I thought deeply about the purpose. I wanted her to have career opportunities that would be stunted if she didn’t receive this feedback. I needed to offer the feedback as a gift that would show I care about her and respect her, insights that could directly impact her performance, her work relationships and even her future.
I prepared my mindset and words for the conversation. I decided to start by asking if I could provide feedback and making it clear that it would be constructive. Next, I would explain the purpose of giving her the constructive feedback: that I care about her as an employee, want her to be successful now and want to support her growth and development for future opportunities. Finally, I thought about how I would present the feedback and a couple (not too many!) tangible examples I could offer.
I persevered with the feedback at our next one-on-one a few days later, just as I had prepared. She received the feedback well; we had a robust conversation in which she offered ideas about how she wanted to implement the feedback, obstacles she might face and next steps she could take for quick momentum.
At the end of the conversation, she thanked me. She saw the feedback as a positive, like the gift that I wanted her to see it as. She knew I wanted to help her improve and grow and that I believed she could aspire to greater performance and results.

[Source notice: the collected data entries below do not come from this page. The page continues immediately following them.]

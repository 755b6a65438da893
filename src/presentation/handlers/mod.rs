// Copyright (c) 2025 Kirky.X
//
// Licensed under the MIT License
// See LICENSE file in the project root for full license information.

/// HTTP请求处理器模块
///
/// 包含各个API端点的具体处理逻辑
pub mod scraper_handler;
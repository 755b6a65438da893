// Copyright (c) 2025 Kirky.X
//
// Licensed under the MIT License
// See LICENSE file in the project root for full license information.

use crate::presentation::handlers::scraper_handler;
use axum::{routing::get, Json, Router};
use serde_json::{json, Value};
use tower_http::trace::TraceLayer;

/// 创建应用路由
///
/// 抓取服务通过 `Extension<Arc<ScraperService>>` 注入
///
/// # 返回值
///
/// 返回配置好的路由
pub fn routes() -> Router {
    Router::new()
        .route("/health", get(health_check))
        .route("/version", get(version))
        .route(
            "/scraper/instagram/{username}/posts",
            get(scraper_handler::get_instagram_posts),
        )
        .layer(TraceLayer::new_for_http())
}

/// 健康检查端点
pub async fn health_check() -> Json<Value> {
    Json(json!({ "status": "ok" }))
}

/// 版本信息端点
///
/// # 返回值
///
/// 返回应用版本号
pub async fn version() -> &'static str {
    env!("CARGO_PKG_VERSION")
}
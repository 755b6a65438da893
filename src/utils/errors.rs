// Copyright (c) 2025 Kirky.X
//
// Licensed under the MIT License
// See LICENSE file in the project root for full license information.

use thiserror::Error;

/// 抓取错误类型
///
/// 面向调用方的错误分类，每种错误对应一个 HTTP 状态码
#[derive(Error, Debug)]
pub enum ScrapeError {
    /// 调用方输入错误
    #[error("{0}")]
    Validation(String),

    /// 上游返回非 2xx 响应
    #[error("{message}")]
    Upstream { status: u16, message: String },

    /// 网络或超时错误
    #[error("{0}")]
    Transport(String),

    /// 部署配置缺失或无效
    #[error("{0}")]
    Configuration(String),

    /// 无法识别的错误，原样抛出
    #[error("{0}")]
    Unclassified(String),
}

impl ScrapeError {
    /// 对应的 HTTP 状态码
    pub fn status_code(&self) -> u16 {
        match self {
            ScrapeError::Validation(_) => 400,
            ScrapeError::Upstream { status, .. } => *status,
            ScrapeError::Transport(_) => 502,
            ScrapeError::Configuration(_) | ScrapeError::Unclassified(_) => 500,
        }
    }

    /// 用于指标标签的错误种类
    pub fn kind(&self) -> &'static str {
        match self {
            ScrapeError::Validation(_) => "validation",
            ScrapeError::Upstream { .. } => "upstream",
            ScrapeError::Transport(_) => "transport",
            ScrapeError::Configuration(_) => "configuration",
            ScrapeError::Unclassified(_) => "unclassified",
        }
    }
}
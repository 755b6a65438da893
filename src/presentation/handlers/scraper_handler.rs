// Copyright (c) 2025 Kirky.X
//
// Licensed under the MIT License
// See LICENSE file in the project root for full license information.

use axum::extract::{Extension, Json, Path};
use std::sync::Arc;

use crate::{
    application::dto::feed_query::FeedQueryDto,
    domain::{models::scraped_post::ScrapedPost, services::scraper_service::ScraperService},
    presentation::{errors::AppError, extractors::validated_query::ValidatedQuery},
};

/// 获取 Instagram 用户最近的帖子
///
/// # 参数
///
/// * `service` - 抓取服务
/// * `username` - 路径中的用户名
/// * `query` - 已校验的查询参数
///
/// # 返回值
///
/// 成功时返回帖子数组，失败时返回对应状态码的错误响应
pub async fn get_instagram_posts(
    Extension(service): Extension<Arc<ScraperService>>,
    Path(username): Path<String>,
    ValidatedQuery(query): ValidatedQuery<FeedQueryDto>,
) -> Result<Json<Vec<ScrapedPost>>, AppError> {
    let posts = service.scrape(&username, query.limit()).await?;
    Ok(Json(posts))
}
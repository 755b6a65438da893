// Copyright (c) 2025 Kirky.X
//
// Licensed under the MIT License
// See LICENSE file in the project root for full license information.

use chrono::{DateTime, SecondsFormat, Utc};
use serde_json::Value;

use crate::domain::models::scraped_post::ScrapedPost;
use crate::infrastructure::instagram::payload::{ProfileResponse, UpstreamEdge, UpstreamNode};

/// 将上游响应归一化为帖子列表
///
/// 保持上游原有顺序，最多返回 `limit` 条。路径上任一段缺失都视为空列表，
/// 单条记录缺少字段时使用默认值，不会中断整批处理
pub fn normalize(payload: &Value, limit: u32) -> Vec<ScrapedPost> {
    ProfileResponse::from_payload(payload)
        .into_edges()
        .iter()
        .take(limit as usize)
        .map(|edge| project(UpstreamEdge::from_value(edge).node.unwrap_or_default()))
        .collect()
}

fn project(node: UpstreamNode) -> ScrapedPost {
    let caption = node.caption();
    ScrapedPost {
        id: node.id.unwrap_or_default(),
        shortcode: node.shortcode.unwrap_or_default(),
        caption,
        image_url: node.display_url.unwrap_or_default(),
        taken_at: format_timestamp(node.taken_at_timestamp.unwrap_or_default()),
        like_count: node.edge_liked_by.and_then(|e| e.count).unwrap_or(0),
        comment_count: node.edge_media_to_comment.and_then(|e| e.count).unwrap_or(0),
        is_video: node.is_video.unwrap_or(false),
    }
}

/// Unix 秒转 RFC 3339 毫秒字符串，无法表示的时间回退到纪元起点
fn format_timestamp(seconds: f64) -> String {
    let millis = (seconds * 1000.0).trunc();
    let instant = if millis.is_finite() {
        DateTime::<Utc>::from_timestamp_millis(millis as i64)
    } else {
        None
    };
    instant
        .unwrap_or_default()
        .to_rfc3339_opts(SecondsFormat::Millis, true)
}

Once you have had a successful feedback conversation, do not stop there. Continue showing your employee that you support their development through follow-up conversations. Ask how things are going, allow your employee to ask more questions, brainstorm challenges and obstacles and help course-correct where things aren’t going so well yet. Most importantly, though, celebrate movement in the right direction.
As a leader, you are in a unique position to give your employee feedback. If you don’t, you are limiting your employees’ ability to grow, improve and reach their full potential.